OBDuino utilises the On-Board Diagnostics interface found in most modern cars.

==Features==
- Most OBD-II PIDs or derived values may be displayed. Common values include
  - Fuel: cost, used or remaining, wasted while idling, consumption, measured in mpg or l/100 km
  - Engine: load, RPM
  - Temperatures: coolant, air intake
  - Vehicle speed
  - Tank distance
  - Remaining distance that can be travelled on the current tank of fuel
  - Throttle position
  - Battery voltage
  - CAN status, for CAN protocol only, display TX and RX error
- Displays instantaneous values, average, maximum and minimum values calculated per trip, per outing, or per tank of fuel
- Menu system for configuring parameters
- Relatively cheap compared to commercial alternatives
- Customisable and extendable

OBDuino does not display or reset engine fault codes (which are available over the OBD interface).

==Design==
The key components of the design are:
- A microcontroller. One of the various AVR-based Arduino kits is typically used for this, although one of several Atmel AVR microcontrollers may be used directly in a custom OBDuino circuit.
- An interface to the car's management system, using the On-Board Diagnostics (OBD) connector found in most modern cars. This requires a cable and a circuit. There are several variations of this circuit depending on the particular OBD protocol implemented:
  1. ISO 9141/ISO 9141-2/ISO 14230, using Freescale MCZ33290EF
  2. CAN, using MCP2515 and MCP2551
  3. Generic (SAE J1850 PWM & VPW/ISO 9141/ISO 9141-2/ISO 14230/CAN protocols), using an ELM327 from ELM Electronics. Although this gives a more versatile trip computer compatible with most modern vehicles, the ELM327 chip adds significant cost to the circuit and requires a significant supporting circuit for different protocols. It removes the complexity of interpreting the various OBD protocols.
  4. STN1110 which is software compatible with the ELM327. Unfortunately, this IC is not pin-compatible with the ELM327, therefore the circuit would require some changes.
- An LCD and three input buttons. A typical LCD is 2 rows x 16 characters or 4x20 character, based on the HD44780, with a circuit based on the mpguino circuit.
- Microcontroller code. This is a C++ program based on the Arduino framework, called a Sketch in Arduino terminology. This is loaded on the microcontroller over a USB or serial interface using the free Arduino integrated development environment.

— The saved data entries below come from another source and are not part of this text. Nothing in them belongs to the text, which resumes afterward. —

//! Per-request tracing span.
//!
//! Opens a `request` span carrying `trace_id`, `method` and `path` so every
//! event logged by handlers inherits them. Expects [`super::RequestTrace`]
//! to have run first:
//!
//! App::new()
//!     .wrap(StructuredLogger)
//!     .wrap(TraceSpan)
//!     .wrap(RequestTrace)

use std::future::{ready, Ready};

use actix_web::dev::{forward_ready, Service, ServiceRequest, ServiceResponse, Transform};
use actix_web::{Error, HttpMessage};
use futures_util::future::LocalBoxFuture;
use tracing::{info_span, Instrument};

use super::request_trace::TraceId;

#[derive(Clone, Default)]
pub struct TraceSpan;

impl<S, B> Transform<S, ServiceRequest> for TraceSpan
where
    S: Service<ServiceRequest, Response = ServiceResponse<B>, Error = Error> + 'static,
    S::Future: 'static,
    B: 'static,
{
    type Response = ServiceResponse<B>;
    type Error = Error;
    type InitError = ();
    type Transform = TraceSpanMiddleware<S>;
    type Future = Ready<Result<Self::Transform, Self::InitError>>;

    fn new_transform(&self, service: S) -> Self::Future {
        ready(Ok(TraceSpanMiddleware { service }))
    }
}

pub struct TraceSpanMiddleware<S> {
    service: S,
}

impl<S, B> Service<ServiceRequest> for TraceSpanMiddleware<S>
where
    S: Service<ServiceRequest, Response = ServiceResponse<B>, Error = Error> + 'static,
    S::Future: 'static,
    B: 'static,
{
    type Response = ServiceResponse<B>;
    type Error = Error;
    type Future = LocalBoxFuture<'static, Result<Self::Response, Self::Error>>;

    forward_ready!(service);

    fn call(&self, req: ServiceRequest) -> Self::Future {
        let trace_id = req
            .extensions()
            .get::<TraceId>()
            .map(|t| t.0.clone())
            .unwrap_or_else(|| "missing-trace-id".to_string());

        let span = info_span!(
            "request",
            trace_id = %trace_id,
            method = %req.method(),
            path = %req.path()
        );

        Box::pin(self.service.call(req).instrument(span))
    }
}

Many Arduino-based projects have either custom printed circuit boards available which include the AVR microcontroller (removing the need for an Arduino board), or extension boards that contain the extra circuit and that plug directly into the standard Arduino circuit board. No such PCBs are available for the OBDuino as of September 2009.

==Project==
The OBDuino project was started in 2008 based on the MPGuino project, with the desire to simplify wiring to the vehicle, instead of using the standard OBD-II socket that does not directly wire to the vehicle's fuel injection system and digital vehicle speed sensor, and to access the wide range of engine management data available using OBD.

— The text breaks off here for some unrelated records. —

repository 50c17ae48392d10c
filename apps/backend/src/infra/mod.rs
//! Infrastructure layer - database, state management, and error handling.

pub mod db;
pub mod db_errors;
pub mod state;
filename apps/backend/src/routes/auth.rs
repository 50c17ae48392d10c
use std::time::SystemTime;

use actix_web::{web, HttpResponse};
use serde::Deserialize;

use crate::error::AppError;
use crate::extractors::{CurrentUser, Validate, ValidatedJson};
use crate::http::envelope;
use crate::services::auth;
use crate::state::app_state::AppState;

#[derive(Debug, Deserialize)]
pub struct LoginRequest {
    #[serde(default)]
    pub email: String,
    #[serde(default)]
    pub password: String,
}

impl Validate for LoginRequest {
    fn validate(&self) -> Result<(), AppError> {
        if self.email.trim().is_empty() || self.password.is_empty() {
            return Err(AppError::invalid("Email and password are required"));
        }
        Ok(())
    }
}

#[derive(Debug, Deserialize)]
#[serde(rename_all = "camelCase")]
pub struct ChangePasswordRequest {
    pub current_password: String,
    pub new_password: String,
}

impl Validate for ChangePasswordRequest {}

async fn login(
    body: ValidatedJson<LoginRequest>,
    app_state: web::Data<AppState>,
) -> Result<HttpResponse, AppError> {
    let outcome = auth::login(
        app_state.db(),
        &app_state.security,
        &body.email,
        &body.password,
        SystemTime::now(),
    )
    .await?;

    Ok(envelope::ok_with_message(outcome, "Login successful"))
}

async fn me(current_user: CurrentUser) -> Result<HttpResponse, AppError> {
    Ok(envelope::ok(current_user.0))
}

async fn change_password(
    current_user: CurrentUser,
    body: ValidatedJson<ChangePasswordRequest>,
    app_state: web::Data<AppState>,
) -> Result<HttpResponse, AppError> {
    auth::change_password(
        app_state.db(),
        current_user.id,
        &body.current_password,
        &body.new_password,
    )
    .await?;

    Ok(envelope::done("Password updated"))
}

pub fn configure_routes(cfg: &mut web::ServiceConfig) {
    cfg.route("/login", web::post().to(login))
        .route("/me", web::get().to(me))
        .route("/password", web::put().to(change_password));
}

The project is centred on the discussion forum on ecomodder.com and the wiki and code hosting provided by Google code, project is released under the GPL license.

The main OBDuino thread on the eccomoder forum was started by jmonroe on 1 June 2008 as a fork of MPGuino discussions.

Magister posted an OBDuino announcement to the Arduino forum on 4 December 2008.

As of September 2009, the OBDuino32K code credits these developers:

 Main coding/ISO/ELM: Frédéric (aka Magister on ecomodder.com)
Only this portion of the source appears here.